Embedded sensing: The neural frontier and early-warning revolution in battery safety monitoring

The rapid proliferation of battery systems has positioned thermal runaway prevention as a crucial technological imperative. In-situ sensor-based monitoring frameworks enable real-time tracking of internal parameters, thereby providing early warnings and interventions for thermal management. However, conventional sensors, limited by their unidimensional architectures, struggle to accurately capture the intricate interplay among thermal, mechanical, and chemical fields. This limitation results in significant blind spots when predicting battery degradation under multiphysics conditions over the entire lifecycle. Consequently, advancing multi-parameter sensing technologies and developing multidimensional sensing architectures become essential for achieving comprehensive battery safety monitoring.
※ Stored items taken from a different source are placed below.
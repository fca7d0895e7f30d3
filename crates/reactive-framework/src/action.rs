//! # Action Streams
//!
//! An [`ActionStream`] is how local user actions (a selection change, an
//! inserted item) join the stream graph without a round trip.
//!
//! The owner keeps the `ActionStream` private and hands out only
//! [`stream()`](ActionStream::stream), a plain [`Stream`] with no way to write.
//! Only the holder of the `ActionStream` can call [`emit`](ActionStream::emit).

use crate::stream::{Stream, Subscriber};
use std::cell::RefCell;
use std::rc::Rc;
use tracing::trace;

struct ActionState<T> {
    current: Option<T>,
    subscribers: Vec<(u64, Subscriber<T>)>,
    next_id: u64,
}

/// A stream fed by explicit `emit` calls that replays its latest value.
///
/// New subscribers receive the current value (if any) first, then every later
/// emission. Only the single latest value is replayed, never older history.
pub struct ActionStream<T> {
    state: Rc<RefCell<ActionState<T>>>,
}

impl<T> Clone for ActionStream<T> {
    fn clone(&self) -> Self {
        Self {
            state: self.state.clone(),
        }
    }
}

impl<T: Clone + 'static> Default for ActionStream<T> {
    fn default() -> Self {
        Self::new()
    }
}

impl<T: Clone + 'static> ActionStream<T> {
    /// Creates an action stream with no value yet.
    pub fn new() -> Self {
        Self::from_current(None)
    }

    /// Creates an action stream whose subscribers first see `initial`.
    pub fn with_initial(initial: T) -> Self {
        Self::from_current(Some(initial))
    }

    fn from_current(current: Option<T>) -> Self {
        Self {
            state: Rc::new(RefCell::new(ActionState {
                current,
                subscribers: Vec::new(),
                next_id: 0,
            })),
        }
    }

    /// Stores `value` and delivers it to every current subscriber before returning.
    pub fn emit(&self, value: T) {
        let targets: Vec<Subscriber<T>> = {
            let mut state = self.state.borrow_mut();
            state.current = Some(value.clone());
            state.subscribers.iter().map(|(_, s)| s.clone()).collect()
        };
        trace!(subscribers = targets.len(), "emit");
        for target in targets {
            target.next(value.clone());
        }
    }

    /// The value a new subscriber would receive first.
    pub fn value(&self) -> Option<T> {
        self.state.borrow().current.clone()
    }

    /// Number of live subscribers.
    pub fn observers(&self) -> usize {
        self.state.borrow().subscribers.len()
    }

    /// The read-only view handed to consumers.
    pub fn stream(&self) -> Stream<T> {
        let state = Rc::downgrade(&self.state);
        Stream::new(move |subscriber: Subscriber<T>| {
            let Some(state) = state.upgrade() else {
                subscriber.complete();
                return;
            };
            let (id, current) = {
                let mut state = state.borrow_mut();
                let id = state.next_id;
                state.next_id += 1;
                state.subscribers.push((id, subscriber.clone()));
                (id, state.current.clone())
            };
            let registry = Rc::downgrade(&state);
            subscriber.add_teardown(move || {
                if let Some(state) = registry.upgrade() {
                    state.borrow_mut().subscribers.retain(|(other, _)| *other != id);
                }
            });
            if let Some(value) = current {
                subscriber.next(value);
            }
        })
    }
}

#[cfg(test)]
mod tests {
    use super::*;

    fn record(stream: &Stream<i32>) -> (Rc<RefCell<Vec<i32>>>, crate::Subscription) {
        let seen = Rc::new(RefCell::new(Vec::new()));
        let sink = seen.clone();
        let subscription = stream.for_each(move |v| sink.borrow_mut().push(v));
        (seen, subscription)
    }

    #[test]
    fn test_initial_value_then_latest_for_late_joiner() {
        let selection = ActionStream::with_initial(0);
        let (a, _sub_a) = record(&selection.stream());
        assert_eq!(*a.borrow(), vec![0]);

        selection.emit(3);
        let (b, _sub_b) = record(&selection.stream());
        assert_eq!(*a.borrow(), vec![0, 3]);
        assert_eq!(*b.borrow(), vec![3]);
    }

    #[test]
    fn test_no_initial_value_means_no_replay() {
        let inserted = ActionStream::new();
        let (seen, _subscription) = record(&inserted.stream());
        assert!(seen.borrow().is_empty());
        inserted.emit(5);
        assert_eq!(*seen.borrow(), vec![5]);
    }

    #[test]
    fn test_value_tracks_latest_emission() {
        let inserted = ActionStream::new();
        assert_eq!(inserted.value(), None);
        inserted.emit(vec![1]);
        inserted.emit(vec![1, 2]);
        assert_eq!(inserted.value(), Some(vec![1, 2]));
    }

    #[test]
    fn test_dispose_unregisters_subscriber() {
        let action = ActionStream::new();
        let (seen, subscription) = record(&action.stream());
        assert_eq!(action.observers(), 1);
        subscription.dispose();
        assert_eq!(action.observers(), 0);
        action.emit(1);
        assert!(seen.borrow().is_empty());
    }

    #[test]
    fn test_stream_view_completes_once_owner_is_gone() {
        let view = {
            let action = ActionStream::with_initial(1);
            action.stream()
        };
        let done = Rc::new(RefCell::new(false));
        let flag = done.clone();
        let _subscription = view.subscribe(move |event| {
            if event.is_terminal() {
                *flag.borrow_mut() = true;
            }
        });
        assert!(*done.borrow());
    }
}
From an embedded sensing perspective, this review systematically examines critical challenges related to chemical compatibility, measurement accuracy, and multi-parameter monitoring encountered during sensor integration. It provides a detailed elaboration on the operating principles and practical applications of thermocouples, optical fiber sensors, and thin-film sensors in batteries. To address technological bottlenecks, such as risks to structural integrity, electrolyte-induced performance degradation, and limitations in single-parameter monitoring, we propose strategies that include sensor miniaturization, the selection of chemically robust materials, integrated multidimensional in-situ platforms, and the incorporation of artificial intelligence (AI) technologies. This review advances comprehensive understanding of battery multidimensional sensing systems, significantly enhancing active safety engineering and multiphysics diagnostic frameworks.